ENHANCING SECURITY OF RFID-ENABLED IOT SUPPLY CHAIN


Türksönmez H., ÖZCANHAN M. H.

Malaysian Journal of Computer Science, cilt.36, sa.3, 2023 (SCI-Expanded) identifier

  • Yayın Türü: Makale / Tam Makale
  • Cilt numarası: 36 Sayı: 3
  • Basım Tarihi: 2023
  • Doi Numarası: 10.22452/mjcs.vol36no3.5
  • Dergi Adı: Malaysian Journal of Computer Science
  • Derginin Tarandığı İndeksler: Science Citation Index Expanded (SCI-EXPANDED), Scopus, Applied Science & Technology Source, Computer & Applied Sciences, INSPEC
  • Anahtar Kelimeler: Authentication, Hardware Security, Internet of Things, IoT Security, IoT Supply Chain
  • Dokuz Eylül Üniversitesi Adresli: Evet

Özet

In addition to its benefits, the popular Internet of Things (IoT) technology has also opened the way to novel security and privacy issues.
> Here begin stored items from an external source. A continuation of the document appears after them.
use axum::{
    routing::{get, post, put},
    Router,
};
use std::sync::Arc;
use tower_http::cors::{Any, CorsLayer};
use tower_http::trace::TraceLayer;

use crate::handlers;
use crate::AppState;

/// Build the application router with all routes
pub fn build(state: Arc<AppState>) -> Router {
    Router::new()
        .route("/api/health", get(handlers::healthcheck))
        // Panel catalog routes
        .route("/api/panels", get(handlers::panels::list_panels))
        .route("/api/panels/rooms", get(handlers::panels::list_rooms))
        .route("/api/panels/racks", get(handlers::panels::list_racks))
        .route("/api/panels/import", post(handlers::panels::import_panels))
        .route("/api/panels/sync-status", get(handlers::panels::sync_status))
        .route("/api/panels/:dcim_id", get(handlers::panels::get_panel))
        .route("/api/panels/:dcim_id", put(handlers::panels::update_panel))
        // Route search
        .route("/api/routes", post(handlers::routes::find_routes))
        .route("/api/routes/report", post(handlers::routes::route_report))
        // Add state and middleware
        .with_state(state)
        .layer(TraceLayer::new_for_http())
        .layer(
            CorsLayer::new()
                .allow_origin(Any)
                .allow_methods(Any)
                .allow_headers(Any),
        )
}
The basis of IoT security and privacy starts with trust in the IoT hardware and its supply chain. To ensure reliable IoT industry growth, counterfeiting, cloning, tampering of hardware, theft, and lost issues in the IoT supply chain must be addressed. Radio-frequency identification (RFID)-enabled solutions to bring security to the IoT supply chain have been proposed, by the same authors in four previous works. The works contain a similar RFID-traceable hardware architecture, device authentication, and supply chain tracing procedure. However, the same lightweight RFID authentication protocol variant proposal coupled with the offline supply chain has security vulnerabilities that make the whole supply chain unsafe. Our work proposes an online supply chain hop-tracking procedure supported by a novel RFID mutual authentication protocol based on strong matching of RFID readers, their operators and the central database server. The proposed Strong RFID Authentication Protocol (STRAP) has been verified by two well-accepted formal protocol analyzers Scyther and AVISPA. The verification results demonstrate that STRAP overcomes the previous works’ vulnerabilities. Furthermore, our proposed novel online supply chain tracing solution removes the weaknesses of previous offline supply chain tracking solutions.